Wie wollen Sie diese Zielgruppe verstärkt ansprechen?

Die Grundschüler sind für uns spannend und herausfordernd, weil sie sich schon nach oben orientieren und gleichzeitig Inhalte haben wollen, die ihr Kindsein verstärken. Gleichzeitig entscheidet sich in dieser Zeit sehr viel: Der Wechsel von der Vor- in die Grundschule, dann der Wechsel in die weiterführende Schule. Und in dieser Zeit entscheiden sich auch viele Kinder, ob sie überhaupt noch linear gucken und wenn ja, was. Ziel ist es, die Inhalte passgenauer für die jeweiligen Zielgruppen zu produzieren und in unterschiedlichen Plattformen zu platzieren.

Super RTL hat zuletzt erklärt, dass das lineare TV nur noch einer von vielen Verbreitungswegen ist. Stattdessen setzt man stark auf Apps. Welche Bedeutung hat das lineare Fernsehen überhaupt noch für die Kinder?

Das lineare Fernsehen ist für die Kinder nach wie vor eine feste Bank. Und KiKA mit seinen Inhalten sowieso, aber natürlich sind wir vorwärtsgewandt und auch an uns geht die Digitalisierung nicht vorbei. Wir sind auf unterschiedlichen Plattformen aktiv und suchen uns sehr gezielt aus, wo wir unsere Inhalte platzieren möchten. Wir werfen nicht mal eben fünf Apps in den Markt und schauen, was funktioniert. Das kann man machen, aber wir haben da eine andere Herangehensweise. Wir schauen ganz genau, wie wir unsere eigenen Plattformen stärken können. Ende des letzten Jahres sind wir zum Beispiel mit der KiKANiNCHEN-App herausgegangen. Da geht es jetzt darum, diese beliebte App weiter erfolgreich zu halten und sich nicht auf verschiedenen Hochzeiten zu vertanzen.

"Wir werfen nicht mal eben fünf Apps in den Markt und schauen, was funktioniert."

Was heißt "erfolgreich" genau? Wie erfolgreich ist die App?

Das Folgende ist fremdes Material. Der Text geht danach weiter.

//! Driver tests against an in-memory relay under a paused clock.

use std::collections::VecDeque;
use std::future::pending;
use std::sync::{Arc, Mutex};
use std::time::Duration;

use async_trait::async_trait;
use nowplaying_common::PresenceError;
use serde_json::Value;
use tokio::sync::mpsc;
use tokio::time::{sleep, Instant};

use super::*;
use crate::snapshot::{DiscordStatus, PresenceSnapshot};

const USER: &str = "688967048541503506";
const HELLO: &str = r#"{"op":1,"d":{"heartbeat_interval":1000}}"#;
const IDLE_UPDATE: &str =
    r#"{"op":0,"d":{"t":"PRESENCE_UPDATE","d":{"discord_status":"idle","activities":[]}}}"#;

// =============================================================================
// Fake relay
// =============================================================================

#[derive(Debug, Clone, Copy)]
enum Outcome {
    Accept,
    Refuse,
    Hang,
}

struct RelayState {
    outcomes: VecDeque<Outcome>,
    fallback: Outcome,
    attempts: Vec<Instant>,
    sent: Vec<String>,
    closed: usize,
    server: Option<mpsc::UnboundedSender<Result<Frame, PresenceError>>>,
}

#[derive(Clone)]
struct FakeRelay {
    inner: Arc<Mutex<RelayState>>,
}

impl FakeRelay {
    fn new(fallback: Outcome) -> Self {
        Self {
            inner: Arc::new(Mutex::new(RelayState {
                outcomes: VecDeque::new(),
                fallback,
                attempts: Vec::new(),
                sent: Vec::new(),
                closed: 0,
                server: None,
            })),
        }
    }

    fn accepting() -> Self {
        Self::new(Outcome::Accept)
    }

    fn script(self, outcomes: &[Outcome]) -> Self {
        self.inner.lock().unwrap().outcomes.extend(outcomes);
        self
    }

    fn client(&self, config: PresenceConfig) -> PresenceClient {
        PresenceClient::with_connector(config, Arc::new(self.clone()))
    }

    fn push(&self, text: &str) {
        if let Some(server) = &self.inner.lock().unwrap().server {
            let _ = server.send(Ok(Frame::Text(text.to_string())));
        }
    }

    fn push_close(&self) {
        if let Some(server) = &self.inner.lock().unwrap().server {
            let _ = server.send(Ok(Frame::Close));
        }
    }

    /// End the current socket's stream, as a network drop would.
    fn drop_connection(&self) {
        self.inner.lock().unwrap().server = None;
    }

    fn attempts(&self) -> Vec<Instant> {
        self.inner.lock().unwrap().attempts.clone()
    }

    fn sent(&self) -> Vec<Value> {
        self.inner
            .lock()
            .unwrap()
            .sent
            .iter()
            .map(|text| serde_json::from_str(text).unwrap())
            .collect()
    }

    fn heartbeats(&self) -> usize {
        self.sent().iter().filter(|v| v["op"] == 3).count()
    }

    fn closed(&self) -> usize {
        self.inner.lock().unwrap().closed
    }
}

#[async_trait]
impl Connector for FakeRelay {
    async fn connect(&self, _url: &str) -> Result<Box<dyn Connection>, PresenceError> {
        let outcome = {
            let mut state = self.inner.lock().unwrap();
            state.attempts.push(Instant::now());
            state.outcomes.pop_front().unwrap_or(state.fallback)
        };

        match outcome {
            Outcome::Accept => {
                let (tx, rx) = mpsc::unbounded_channel();
                self.inner.lock().unwrap().server = Some(tx);
                Ok(Box::new(FakeConnection {
                    frames: rx,
                    relay: self.clone(),
                }))
            }
            Outcome::Refuse => Err(PresenceError::Connect("connection refused".into())),
            Outcome::Hang => pending().await,
        }
    }
}

struct FakeConnection {
    frames: mpsc::UnboundedReceiver<Result<Frame, PresenceError>>,
    relay: FakeRelay,
}

#[async_trait]
impl Connection for FakeConnection {
    async fn send_text(&mut self, text: String) -> Result<(), PresenceError> {
        self.relay.inner.lock().unwrap().sent.push(text);
        Ok(())
    }

    async fn next_frame(&mut self) -> Option<Result<Frame, PresenceError>> {
        self.frames.recv().await
    }

    async fn close(&mut self) {
        self.relay.inner.lock().unwrap().closed += 1;
    }
}

// =============================================================================
// Helpers
// =============================================================================

/// Let the driver task drain everything that is ready without moving time.
async fn settle() {
    for _ in 0..32 {
        tokio::task::yield_now().await;
    }
}

fn record_presence(client: &PresenceClient) -> Arc<Mutex<Vec<PresenceSnapshot>>> {
    let seen = Arc::new(Mutex::new(Vec::new()));
    let sink = Arc::clone(&seen);
    client.on_presence_update(move |snapshot| sink.lock().unwrap().push(snapshot));
    seen
}

fn record_status(client: &PresenceClient) -> Arc<Mutex<Vec<ConnectionStatus>>> {
    let seen = Arc::new(Mutex::new(Vec::new()));
    let sink = Arc::clone(&seen);
    client.on_status_change(move |status| sink.lock().unwrap().push(status.clone()));
    seen
}

async fn connected_client(relay: &FakeRelay) -> PresenceClient {
    let client = relay.client(PresenceConfig::default());
    client.start(USER).await;
    settle().await;
    relay.push(HELLO);
    client.wait_for_state(ConnectionState::Connected).await;
    client
}

fn millis_between(instants: &[Instant]) -> Vec<u64> {
    instants
        .windows(2)
        .map(|w| (w[1] - w[0]).as_millis() as u64)
        .collect()
}

// =============================================================================
// Handshake & events
// =============================================================================

#[tokio::test(start_paused = true)]
async fn handshake_subscribes_and_renders_update_once() {
    let relay = FakeRelay::accepting();
    let client = relay.client(PresenceConfig::default());
    let seen = record_presence(&client);

    client.start(USER).await;
    settle().await;
    assert_eq!(client.state(), ConnectionState::Connecting);
    assert_eq!(relay.attempts().len(), 1);

    relay.push(HELLO);
    client.wait_for_state(ConnectionState::Connected).await;
    assert_eq!(client.status(), ConnectionStatus::Connected);

    let sent = relay.sent();
    assert_eq!(sent.len(), 1);
    assert_eq!(sent[0]["op"], 2);
    assert_eq!(sent[0]["d"]["subscribe_to_id"], USER);

    relay.push(IDLE_UPDATE);
    settle().await;

    let seen = seen.lock().unwrap();
    assert_eq!(seen.len(), 1);
    assert_eq!(seen[0].status, DiscordStatus::Idle);
    assert!(seen[0].activities.is_empty());
}

#[tokio::test(start_paused = true)]
async fn event_before_handshake_is_not_rendered() {
    let relay = FakeRelay::accepting();
    let client = relay.client(PresenceConfig::default());
    let seen = record_presence(&client);

    client.start(USER).await;
    settle().await;
    relay.push(IDLE_UPDATE);
    settle().await;

    assert!(seen.lock().unwrap().is_empty());
    assert_eq!(client.state(), ConnectionState::Connecting);
}

#[tokio::test(start_paused = true)]
async fn malformed_frame_keeps_connection() {
    let relay = FakeRelay::accepting();
    let client = connected_client(&relay).await;
    let seen = record_presence(&client);

    relay.push("{oops");
    relay.push(r#"{"op":0,"t":"PRESENCE_UPDATE","d":"not an object"}"#);
    relay.push(IDLE_UPDATE);
    settle().await;

    assert_eq!(client.state(), ConnectionState::Connected);
    assert_eq!(relay.attempts().len(), 1);
    assert_eq!(seen.lock().unwrap().len(), 1);
}

// =============================================================================
// Heartbeat
// =============================================================================

#[tokio::test(start_paused = true)]
async fn heartbeat_follows_handshake_interval_until_stop() {
    let relay = FakeRelay::accepting();
    let client = connected_client(&relay).await;

    sleep(Duration::from_millis(3500)).await;
    assert_eq!(relay.heartbeats(), 3);

    client.stop().await;
    assert_eq!(client.state(), ConnectionState::Disconnected);
    assert_eq!(relay.closed(), 1);

    sleep(Duration::from_secs(5)).await;
    assert_eq!(relay.heartbeats(), 3);
}

#[tokio::test(start_paused = true)]
async fn heartbeat_frames_carry_only_opcode() {
    let relay = FakeRelay::accepting();
    let _client = connected_client(&relay).await;

    sleep(Duration::from_millis(1500)).await;
    let sent = relay.sent();
    assert_eq!(sent.last(), Some(&serde_json::json!({ "op": 3 })));
}

// =============================================================================
// Reconnect & backoff
// =============================================================================

#[tokio::test(start_paused = true)]
async fn backoff_doubles_then_fails_after_budget() {
    let relay = FakeRelay::new(Outcome::Refuse);
    let client = relay.client(PresenceConfig::default());
    let statuses = record_status(&client);

    client.start(USER).await;
    sleep(Duration::from_secs(60)).await;

    let attempts = relay.attempts();
    assert_eq!(attempts.len(), 6);
    let expected = [1000u64, 2000, 4000, 8000, 16000];
    for (actual, expected) in millis_between(&attempts).into_iter().zip(expected) {
        assert!(
            actual.abs_diff(expected) <= 5,
            "expected ~{expected}ms between attempts, got {actual}ms"
        );
    }

    assert_eq!(client.state(), ConnectionState::Disconnected);
    assert_eq!(client.status(), ConnectionStatus::Failed);

    let statuses = statuses.lock().unwrap();
    let reconnecting: Vec<u32> = statuses
        .iter()
        .filter_map(|s| match s {
            ConnectionStatus::Reconnecting { attempt, .. } => Some(*attempt),
            _ => None,
        })
        .collect();
    assert_eq!(reconnecting, vec![1, 2, 3, 4, 5]);
    assert_eq!(statuses.last(), Some(&ConnectionStatus::Failed));
}

#[tokio::test(start_paused = true)]
async fn start_after_failure_retries() {
    let relay = FakeRelay::new(Outcome::Refuse);
    let client = relay.client(PresenceConfig::default());

    client.start(USER).await;
    sleep(Duration::from_secs(60)).await;
    assert_eq!(client.status(), ConnectionStatus::Failed);

    client.start(USER).await;
    settle().await;
    assert_eq!(relay.attempts().len(), 7);
    assert!(matches!(
        client.status(),
        ConnectionStatus::Reconnecting { attempt: 1, .. }
    ));
}

#[tokio::test(start_paused = true)]
async fn stop_suppresses_scheduled_reconnect() {
    let relay = FakeRelay::new(Outcome::Refuse);
    let client = relay.client(PresenceConfig::default());

    client.start(USER).await;
    settle().await;
    assert!(matches!(
        client.status(),
        ConnectionStatus::Reconnecting { attempt: 1, .. }
    ));

    client.stop().await;
    sleep(Duration::from_secs(10)).await;

    assert_eq!(relay.attempts().len(), 1);
    assert_eq!(client.state(), ConnectionState::Disconnected);
    assert_eq!(client.status(), ConnectionStatus::Disconnected);
}

#[tokio::test(start_paused = true)]
async fn successful_handshake_resets_backoff() {
    let relay = FakeRelay::accepting().script(&[Outcome::Refuse, Outcome::Refuse]);
    let client = relay.client(PresenceConfig::default());
    let statuses = record_status(&client);

    client.start(USER).await;
    // Refused at 0s and 1s, accepted at 3s.
    sleep(Duration::from_millis(3100)).await;
    assert_eq!(relay.attempts().len(), 3);

    relay.push(HELLO);
    client.wait_for_state(ConnectionState::Connected).await;

    relay.drop_connection();
    settle().await;

    assert_eq!(
        statuses.lock().unwrap().last(),
        Some(&ConnectionStatus::Reconnecting {
            attempt: 1,
            max_attempts: 5,
            delay: Duration::from_millis(1000),
        })
    );
}

#[tokio::test(start_paused = true)]
async fn connect_timeout_counts_as_failed_attempt() {
    let relay = FakeRelay::new(Outcome::Hang);
    let config = PresenceConfig {
        connect_timeout: Duration::from_secs(15),
        ..PresenceConfig::default()
    };
    let client = relay.client(config);

    client.start(USER).await;
    sleep(Duration::from_millis(15_500)).await;
    assert_eq!(relay.attempts().len(), 1);
    assert!(matches!(
        client.status(),
        ConnectionStatus::Reconnecting { attempt: 1, .. }
    ));

    sleep(Duration::from_secs(1)).await;
    assert_eq!(relay.attempts().len(), 2);
    assert_eq!(client.state(), ConnectionState::Connecting);
}

#[tokio::test(start_paused = true)]
async fn relay_close_frame_passes_through_closing() {
    let relay = FakeRelay::accepting();
    let client = connected_client(&relay).await;

    relay.push_close();
    settle().await;
    assert_eq!(client.state(), ConnectionState::Closing);

    relay.drop_connection();
    settle().await;
    assert_eq!(client.state(), ConnectionState::Disconnected);

    sleep(Duration::from_millis(1100)).await;
    assert_eq!(relay.attempts().len(), 2);
    assert_eq!(client.state(), ConnectionState::Connecting);
}

// =============================================================================
// Commands
// =============================================================================

#[tokio::test(start_paused = true)]
async fn start_while_connecting_is_noop() {
    let relay = FakeRelay::new(Outcome::Hang);
    let client = relay.client(PresenceConfig::default());

    client.start(USER).await;
    settle().await;
    client.start(USER).await;
    settle().await;

    assert_eq!(relay.attempts().len(), 1);
    assert_eq!(client.state(), ConnectionState::Connecting);
}

#[tokio::test(start_paused = true)]
async fn no_render_after_stop() {
    let relay = FakeRelay::accepting();
    let client = connected_client(&relay).await;
    let seen = record_presence(&client);

    client.stop().await;
    relay.push(IDLE_UPDATE);
    settle().await;

    assert!(seen.lock().unwrap().is_empty());
    client.stop().await;
    assert_eq!(client.state(), ConnectionState::Disconnected);
}

#[tokio::test(start_paused = true)]
async fn manual_reconnect_opens_fresh_socket() {
    let relay = FakeRelay::accepting();
    let client = connected_client(&relay).await;

    client.reconnect().await;
    settle().await;

    assert_eq!(relay.closed(), 1);
    assert_eq!(relay.attempts().len(), 2);
    assert_eq!(client.state(), ConnectionState::Connecting);

    relay.push(HELLO);
    client.wait_for_state(ConnectionState::Connected).await;
    let subscribes = relay.sent().iter().filter(|v| v["op"] == 2).count();
    assert_eq!(subscribes, 2);
}

#[tokio::test(start_paused = true)]
async fn dropping_client_closes_socket() {
    let relay = FakeRelay::accepting();
    let client = connected_client(&relay).await;

    drop(client);
    settle().await;

    assert_eq!(relay.closed(), 1);
}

Seit dem Start am Nikolaustag wurde die App schon 447.000 Mal heruntergeladen, das ist ein toller Wert. Nun wollen wir Inhalte nachschieben und weiterhin attraktiv halten. Außerdem sind wir gerade dabei, unsere Mediathek auf mobile Füße zu stellen. Wir starten heute mit dem HbbTV-Angebot, das wir komplett überarbeitet haben. Im Herbst folgt der KiKA-Player, unsere Mediatheken-App, die in gängigen Stores verfügbar sein wird. Da wollen wir auch mit Produktionen wie "Schloss Einstein", "Jungs-WG" und "Mädchen-WG" punkten und diese entsprechend prominent und verlässlich anbieten. Wir haben nicht so viele Gefäße wie andere. Aber mit den Gefäßen, mit denen wir uns an die Kinder wenden, müssen wir verlässlich sein.

Die Mediatheken-App kommt relativ spät. Super RTL experimentiert da schon seit einiger Zeit und selbst Youtube hat bereits seit einem Jahr eine App nur für Kinder. Wieso zieht der KiKA jetzt erst nach?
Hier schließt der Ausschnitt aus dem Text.